Input data:
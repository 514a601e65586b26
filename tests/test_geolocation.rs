use approx::assert_abs_diff_eq;
use ndarray::Array2;
use sgli_extract::core::resample::{GeoResampler, IMAGE_GROUP, LATITUDE_PATH, LONGITUDE_PATH};
use sgli_extract::{MemoryContainer, NavigationGrid, PixelCoordinate, SgliError};

/// 4 x 4 tie points with lat = 10 - row and lon = 100 + col
fn tie_point_product(interval: f64) -> MemoryContainer {
    let lat = Array2::from_shape_fn((4, 4), |(r, _)| 10.0 - r as f32);
    let lon = Array2::from_shape_fn((4, 4), |(_, c)| 100.0 + c as f32);
    MemoryContainer::new()
        .with_array(LATITUDE_PATH, lat)
        .with_array(LONGITUDE_PATH, lon)
        .with_attribute(LATITUDE_PATH, "Resampling_interval", interval)
}

#[test]
fn test_control_points_map_to_scaled_pixels() {
    let _ = env_logger::builder().is_test(true).try_init();

    let grid = GeoResampler::from_container(&tie_point_product(2.0)).expect("Failed to build grid");
    assert_eq!(grid.dim(), (8, 8));

    for r in 0..4 {
        for c in 0..4 {
            let found = grid
                .locate(10.0 - r as f64, 100.0 + c as f64)
                .expect("Failed to locate control point");
            assert_eq!(found.pixel, PixelCoordinate::new(2 * r, 2 * c));
            assert_eq!(found.sq_distance, 0.0);
        }
    }
}

#[test]
fn test_midpoints_are_interpolated() {
    let grid = GeoResampler::from_container(&tie_point_product(2.0)).expect("Failed to build grid");
    let (lat, lon) = grid.coordinate_at(PixelCoordinate::new(1, 3)).expect("Pixel outside grid");
    assert_abs_diff_eq!(lat, 9.5, epsilon = 1e-6);
    assert_abs_diff_eq!(lon, 101.5, epsilon = 1e-6);
}

#[test]
fn test_crop_to_declared_image_size() {
    let product = tie_point_product(2.0)
        .with_attribute(IMAGE_GROUP, "Number_of_lines", 7.0)
        .with_attribute(IMAGE_GROUP, "Number_of_pixels", 6.0);
    let grid = GeoResampler::from_container(&product).expect("Failed to build grid");
    assert_eq!(grid.dim(), (7, 6));

    let oversized = tie_point_product(2.0)
        .with_attribute(IMAGE_GROUP, "Number_of_lines", 9.0)
        .with_attribute(IMAGE_GROUP, "Number_of_pixels", 6.0);
    let grid = GeoResampler::from_container(&oversized).expect("Failed to build grid");
    assert_eq!(grid.dim(), (8, 8));
}

#[test]
fn test_antimeridian_longitudes_stay_in_range() {
    let lat = Array2::from_shape_fn((2, 3), |(r, _)| 50.0 - r as f32);
    let lon = Array2::from_shape_vec((2, 3), vec![178.0f32, -178.0, -174.0, 178.0, -178.0, -174.0])
        .expect("Bad shape");

    let (_, full_lon) = GeoResampler::new(4)
        .expect("Bad interval")
        .resample(&lat, &lon)
        .expect("Failed to resample");

    assert_eq!(full_lon.dim(), (8, 12));
    assert!(full_lon.iter().all(|v| (-180.0..=180.0).contains(v)));
    // Halfway between 178 and -178 lies on the antimeridian, not at 0
    assert_abs_diff_eq!(full_lon[[0, 2]].abs(), 180.0, epsilon = 1e-4);
    assert_abs_diff_eq!(full_lon[[0, 1]], 179.0, epsilon = 1e-4);
    assert_abs_diff_eq!(full_lon[[0, 3]], -179.0, epsilon = 1e-4);
}

#[test]
fn test_missing_geometry_is_corrupt() {
    let product = MemoryContainer::new().with_array(LATITUDE_PATH, Array2::<f32>::zeros((2, 2)));
    assert!(matches!(
        GeoResampler::from_container(&product),
        Err(SgliError::CorruptProduct(_))
    ));
}

#[test]
fn test_oversized_interval_is_corrupt() {
    let declared = tie_point_product(1e6)
        .with_attribute(IMAGE_GROUP, "Number_of_lines", 7.0)
        .with_attribute(IMAGE_GROUP, "Number_of_pixels", 6.0);
    assert!(matches!(
        GeoResampler::from_container(&declared),
        Err(SgliError::CorruptProduct(_))
    ));

    // Without a declared image size the cell count bound still applies
    assert!(matches!(
        GeoResampler::from_container(&tie_point_product(1e6)),
        Err(SgliError::CorruptProduct(_))
    ));
}

#[test]
fn test_mismatched_tie_point_grids_are_corrupt() {
    let product = MemoryContainer::new()
        .with_array(LATITUDE_PATH, Array2::<f32>::zeros((4, 4)))
        .with_array(LONGITUDE_PATH, Array2::<f32>::zeros((4, 3)))
        .with_attribute(LATITUDE_PATH, "Resampling_interval", 2.0);
    match GeoResampler::from_container(&product) {
        Err(SgliError::CorruptProduct(msg)) => assert!(msg.contains("differ in shape")),
        other => panic!("expected CorruptProduct, got {:?}", other),
    }
}

#[test]
fn test_locator_is_deterministic_on_ties() {
    let lat = Array2::from_elem((3, 3), 0.0f32);
    let lon = Array2::from_shape_fn((3, 3), |(_, c)| c as f32 * 2.0 - 2.0);
    let grid = NavigationGrid::swath(lat, lon).expect("Shapes differ");

    let first = grid.locate(1.0, -1.0).expect("No match");
    for _ in 0..10 {
        assert_eq!(grid.locate(1.0, -1.0).expect("No match"), first);
    }
    assert_eq!(first.pixel, PixelCoordinate::new(0, 0));
}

What you need to do: Among the records above, only the lines between the line holding "for c in 0..4" and the line holding "assert_eq!(full_lon.dim(), (8, 12));", inclusive, are to be output, exactly as written.

Result for this task:
        for c in 0..4 {
            let found = grid
                .locate(10.0 - r as f64, 100.0 + c as f64)
                .expect("Failed to locate control point");
            assert_eq!(found.pixel, PixelCoordinate::new(2 * r, 2 * c));
            assert_eq!(found.sq_distance, 0.0);
        }
    }
}

#[test]
fn test_midpoints_are_interpolated() {
    let grid = GeoResampler::from_container(&tie_point_product(2.0)).expect("Failed to build grid");
    let (lat, lon) = grid.coordinate_at(PixelCoordinate::new(1, 3)).expect("Pixel outside grid");
    assert_abs_diff_eq!(lat, 9.5, epsilon = 1e-6);
    assert_abs_diff_eq!(lon, 101.5, epsilon = 1e-6);
}

#[test]
fn test_crop_to_declared_image_size() {
    let product = tie_point_product(2.0)
        .with_attribute(IMAGE_GROUP, "Number_of_lines", 7.0)
        .with_attribute(IMAGE_GROUP, "Number_of_pixels", 6.0);
    let grid = GeoResampler::from_container(&product).expect("Failed to build grid");
    assert_eq!(grid.dim(), (7, 6));

    let oversized = tie_point_product(2.0)
        .with_attribute(IMAGE_GROUP, "Number_of_lines", 9.0)
        .with_attribute(IMAGE_GROUP, "Number_of_pixels", 6.0);
    let grid = GeoResampler::from_container(&oversized).expect("Failed to build grid");
    assert_eq!(grid.dim(), (8, 8));
}

#[test]
fn test_antimeridian_longitudes_stay_in_range() {
    let lat = Array2::from_shape_fn((2, 3), |(r, _)| 50.0 - r as f32);
    let lon = Array2::from_shape_vec((2, 3), vec![178.0f32, -178.0, -174.0, 178.0, -178.0, -174.0])
        .expect("Bad shape");

    let (_, full_lon) = GeoResampler::new(4)
        .expect("Bad interval")
        .resample(&lat, &lon)
        .expect("Failed to resample");

    assert_eq!(full_lon.dim(), (8, 12));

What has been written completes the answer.